How Women's Equality Changed Fragrance

How Women's Equality Changed Fragrance

The warmth of your mother’s hug. That summer spent in Italy. It is rare to find a woman who hasn’t had her memory jogged by a scent on the breeze. Fragrance is uniquely evocative, stimulating the memory and emotional regions of our brains and instantly transporting us to the past. But what’s less known is how the very notes themselves also hold a vast history. 

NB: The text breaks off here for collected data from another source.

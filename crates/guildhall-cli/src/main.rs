use std::path::PathBuf;
use std::process;
use std::time::Duration;

use clap::{Parser, Subcommand, ValueEnum};
use guildhall::aggregate::aggregate;
use guildhall::rows::RowSet;
use guildhall::scraper::WebScraper;
use guildhall::types::{CommitteesDocument, MemberDocument, MembersDocument, Meta, WardsDocument};
use guildhall::utils::{RosterStats, SeedFilter};
use guildhall::{CrawlConfig, Crawler, DocumentStore};
use log::LevelFilter;

#[derive(Parser)]
#[command(name = "guildhall")]
#[command(about = "A City of London members' register scraper", long_about = None)]
struct Cli {
    #[arg(
        short = 'l',
        long = "log-level",
        value_enum,
        default_value = "info",
        global = true,
        help = "Set the logging level"
    )]
    log_level: LogLevel,

    #[arg(
        short = 'd',
        long = "data-dir",
        default_value = "data",
        global = true,
        help = "Directory holding the member and summary documents"
    )]
    data_dir: PathBuf,

    #[command(subcommand)]
    command: Commands,
}

#[derive(Debug, Clone, ValueEnum)]
enum LogLevel {
    Off,
    Error,
    Warn,
    Info,
    Debug,
    Trace,
}

impl From<LogLevel> for LevelFilter {
    fn from(level: LogLevel) -> Self {
        match level {
            LogLevel::Off => LevelFilter::Off,
            LogLevel::Error => LevelFilter::Error,
            LogLevel::Warn => LevelFilter::Warn,
            LogLevel::Info => LevelFilter::Info,
            LogLevel::Debug => LevelFilter::Debug,
            LogLevel::Trace => LevelFilter::Trace,
        }
    }
}

#[derive(Debug, Clone, ValueEnum)]
enum OutputFormat {
    Text,
    Json,
}

#[derive(Debug, Clone, ValueEnum)]
enum SchemaKind {
    Member,
    Members,
    Wards,
    Committees,
}

#[derive(Subcommand)]
enum Commands {
    /// Crawl every member listed in the index, then rebuild the summaries
    Crawl {
        #[arg(long, help = "Maximum number of members to crawl")]
        limit: Option<usize>,

        #[arg(long, help = "Number of index rows to skip from the beginning")]
        offset: Option<usize>,

        #[arg(long, help = "Only crawl members of this ward (case-insensitive)")]
        ward: Option<String>,

        #[arg(
            long,
            value_name = "MILLISECONDS",
            help = "Pause between member fetches [default: 1000]"
        )]
        delay_ms: Option<u64>,
    },
    /// Crawl a single member by their UID and save their document
    Member {
        #[arg(help = "The member's UID on the democracy site")]
        id: u32,

        #[arg(
            short = 'o',
            long = "output",
            value_enum,
            default_value = "text",
            help = "Output format"
        )]
        format: OutputFormat,
    },
    /// Rebuild members.json, wards.json and committees.json from saved member documents
    Aggregate,
    /// Flatten the saved member documents into relational rows
    Rows {
        #[arg(
            short = 'o',
            long = "output",
            value_enum,
            default_value = "json",
            help = "Output format"
        )]
        format: OutputFormat,
    },
    /// Print the JSON schema of a document
    Schema {
        #[arg(value_enum, help = "Which document to describe")]
        document: SchemaKind,
    },
}

fn serialize_json<T: serde::Serialize>(value: &T) {
    match serde_json::to_string_pretty(value) {
        Ok(json) => println!("{}", json),
        Err(e) => {
            log::error!("Error serializing to JSON: {}", e);
            process::exit(1);
        }
    }
}

fn web_scraper() -> WebScraper {
    WebScraper::new().unwrap_or_else(|e| {
        log::error!("Error creating scraper: {}", e);
        process::exit(1);
    })
}

#[tokio::main]
async fn main() {
    let cli = Cli::parse();

    env_logger::Builder::new()
        .filter_level(cli.log_level.clone().into())
        .init();

    let store = DocumentStore::new(&cli.data_dir);

    match cli.command {
        Commands::Crawl {
            limit,
            offset,
            ward,
            delay_ms,
        } => {
            let filter = SeedFilter {
                ward,
                limit,
                offset,
            };

            let filter = filter.validate().unwrap_or_else(|e| {
                log::error!("Invalid args: {e}");
                process::exit(1);
            });

            let mut config = CrawlConfig::default();
            if let Some(ms) = delay_ms {
                config.delay = Duration::from_millis(ms);
            }

            let scraper = web_scraper();
            let mut crawler = Crawler::new(&scraper, &store, config).unwrap_or_else(|e| {
                log::error!("Invalid crawl configuration: {}", e);
                process::exit(1);
            });

            let report = crawler.run(filter).await.unwrap_or_else(|e| {
                log::error!("Crawl failed: {}", e);
                process::exit(1);
            });

            if report.roster.is_empty() {
                println!("No members crawled.");
            } else {
                for (i, member) in report.roster.iter().enumerate() {
                    println!("{:>3}. {}", i + 1, member);
                }
                print!("{}", RosterStats::from_roster(&report.roster));
            }

            if !report.failures.is_empty() {
                println!("\nSkipped:");
                for (id, error) in &report.failures {
                    println!("  #{}: {}", id, error);
                }
            }

            print!("{}", report.summaries);
        }

        Commands::Member { id, format } => {
            let scraper = web_scraper();
            let mut crawler =
                Crawler::new(&scraper, &store, CrawlConfig::default()).unwrap_or_else(|e| {
                    log::error!("Invalid crawl configuration: {}", e);
                    process::exit(1);
                });

            let document = crawler.crawl_single(id).await.unwrap_or_else(|e| {
                log::error!("Error crawling member {}: {}", id, e);
                process::exit(1);
            });

            match format {
                OutputFormat::Json => serialize_json(&document),
                OutputFormat::Text => println!("{}", document),
            }
        }

        Commands::Aggregate => {
            let report = aggregate(&store, &Meta::now()).unwrap_or_else(|e| {
                log::error!("Error aggregating member documents: {}", e);
                process::exit(1);
            });

            print!("{}", report);
        }

        Commands::Rows { format } => {
            let loaded = store.read_members().unwrap_or_else(|e| {
                log::error!("Error reading member documents: {}", e);
                process::exit(1);
            });

            let rows = RowSet::from_documents(&loaded.documents);

            match format {
                OutputFormat::Json => serialize_json(&rows),
                OutputFormat::Text => print!("{}", rows),
            }
        }

        Commands::Schema { document } => {
            let schema = match document {
                SchemaKind::Member => schemars::schema_for!(MemberDocument),
                SchemaKind::Members => schemars::schema_for!(MembersDocument),
                SchemaKind::Wards => schemars::schema_for!(WardsDocument),
                SchemaKind::Committees => schemars::schema_for!(CommitteesDocument),
            };
            serialize_json(&schema);
        }
    }
}
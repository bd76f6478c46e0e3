//! On-disk layout of the dataset:
//!
//! ```text
//! <root>/members/<id>.json   one document per member
//! <root>/members.json        roster
//! <root>/wards.json          distinct wards
//! <root>/committees.json     distinct committees
//! ```

use std::fs;
use std::io;
use std::path::{Path, PathBuf};

use serde::Serialize;

use crate::types::MemberDocument;

pub const MEMBERS_FILE: &str = "members.json";
pub const WARDS_FILE: &str = "wards.json";
pub const COMMITTEES_FILE: &str = "committees.json";

#[derive(Debug, thiserror::Error)]
pub enum StoreError {
    #[error("I/O error on {path}: {source}")]
    Io {
        path: PathBuf,
        #[source]
        source: io::Error,
    },
    #[error("Invalid JSON in {path}: {source}")]
    Json {
        path: PathBuf,
        #[source]
        source: serde_json::Error,
    },
}

impl StoreError {
    fn io(path: &Path, source: io::Error) -> Self {
        StoreError::Io {
            path: path.to_path_buf(),
            source,
        }
    }

    fn json(path: &Path, source: serde_json::Error) -> Self {
        StoreError::Json {
            path: path.to_path_buf(),
            source,
        }
    }
}

/// Member documents read back from disk, plus the files that could not be
/// read.
#[derive(Debug, Default)]
pub struct LoadedDocuments {
    pub documents: Vec<MemberDocument>,
    pub rejected: Vec<(PathBuf, StoreError)>,
}

#[derive(Debug, Clone)]
pub struct DocumentStore {
    root: PathBuf,
}

impl DocumentStore {
    pub fn new(root: impl Into<PathBuf>) -> Self {
        Self { root: root.into() }
    }

    pub fn root(&self) -> &Path {
        &self.root
    }

    pub fn members_dir(&self) -> PathBuf {
        self.root.join("members")
    }

    pub fn member_path(&self, id: u32) -> PathBuf {
        self.members_dir().join(format!("{id}.json"))
    }

    /// Replaces the member's document. The previous document stays in place
    /// until the new one is completely written.
    pub fn write_member(&self, document: &MemberDocument) -> Result<PathBuf, StoreError> {
        let path = self.member_path(document.member.id);
        write_json(&path, document)?;
        Ok(path)
    }

    pub fn read_member(&self, id: u32) -> Result<MemberDocument, StoreError> {
        read_document(&self.member_path(id))
    }

    /// Reads every `members/*.json`. Unreadable documents are reported in
    /// [`LoadedDocuments::rejected`] rather than failing the whole read; only a
    /// missing or unlistable directory is an error.
    pub fn read_members(&self) -> Result<LoadedDocuments, StoreError> {
        let dir = self.members_dir();
        let entries = fs::read_dir(&dir).map_err(|e| StoreError::io(&dir, e))?;

        let mut paths = Vec::new();
        for entry in entries {
            let path = entry.map_err(|e| StoreError::io(&dir, e))?.path();
            if path.extension().is_some_and(|ext| ext == "json") {
                paths.push(path);
            }
        }
        paths.sort();

        let mut loaded = LoadedDocuments::default();
        for path in paths {
            match read_document(&path) {
                Ok(document) => loaded.documents.push(document),
                Err(e) => {
                    log::warn!("Skipping unreadable member document: {}", e);
                    loaded.rejected.push((path, e));
                }
            }
        }

        Ok(loaded)
    }

    pub fn write_summary<T: Serialize>(
        &self,
        file_name: &str,
        value: &T,
    ) -> Result<PathBuf, StoreError> {
        let path = self.root.join(file_name);
        write_json(&path, value)?;
        Ok(path)
    }
}

fn read_document(path: &Path) -> Result<MemberDocument, StoreError> {
    let raw = fs::read_to_string(path).map_err(|e| StoreError::io(path, e))?;
    serde_json::from_str(&raw).map_err(|e| StoreError::json(path, e))
}

/// Pretty-printed JSON, written to a sibling temp file and renamed into place.
fn write_json<T: Serialize>(path: &Path, value: &T) -> Result<(), StoreError> {
    if let Some(parent) = path.parent() {
        fs::create_dir_all(parent).map_err(|e| StoreError::io(parent, e))?;
    }

    let mut json = serde_json::to_string_pretty(value).map_err(|e| StoreError::json(path, e))?;
    json.push('\n');

    let tmp = path.with_extension("json.tmp");
    fs::write(&tmp, json).map_err(|e| StoreError::io(&tmp, e))?;
    fs::rename(&tmp, path).map_err(|e| StoreError::io(path, e))
}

As a species, we like sensorial markers to reinforce where we’re at psychologically and historically, and fragrance has long mirrored wider sociocultural moods. Post-war escapism was encapsulated by 1948’s L’Air Du Temps by Nina Ricci – a dreamy perfume and a breath of fresh, flower-filled air in the aftermath of World War Two, whose bottle was stoppered with doves to represent peace. The consumerist excess of the Eighties was embodied by scents like Giorgio by Giorgio Beverly Hills – a shoulder pad of a fragrance crammed with fruit and flowers. 

But few movements in history have had as much of an impact on scent evolution as feminism.

It was the launch of Tabac Blond by Caron in 1919 that blew the delicate floral perfumes out of the water and marked a feminist revolution in the history of fragrance. Tabac Blond, with its sweet aroma of Virginia tobacco, had been conceived for men until Caron’s female artistic director, Felicie Wanpouille, realised it was the perfect scent for the rebellious, bobbed women emerging from the ashes of World War One.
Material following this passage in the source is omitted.